**WHAT TO WORK ON**
Wherever the string "codec" turns up in the data, copy the whole line.

**PROVIDED DATA**
//! # Core Packet Components
//!
//! The packet buffer, its wire encoding, and the codec that moves it over a
//! byte stream.
//!
//! ## Components
//! - **Packet**: the bidirectional buffer with typed reads and writes
//! - **Byte order**: explicit fixed-width encoding
//! - **Vector**: two- and three-float composite values
//! - **Codec**: Tokio codec for framing over byte streams
//! - **Dump**: raw region snapshots for capture and replay
//!
//! ## Wire Format
//! ```text
//! [Length(4), optional] [Payload(N), optionally obfuscated]
//! ```

pub mod byte_order;
pub mod codec;
pub mod dump;
pub mod packet;
pub mod vector;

**ANSWER AREA**
//! The packet buffer, its wire encoding, and the codec that moves it over a
//! - **Codec**: Tokio codec for framing over byte streams
pub mod codec;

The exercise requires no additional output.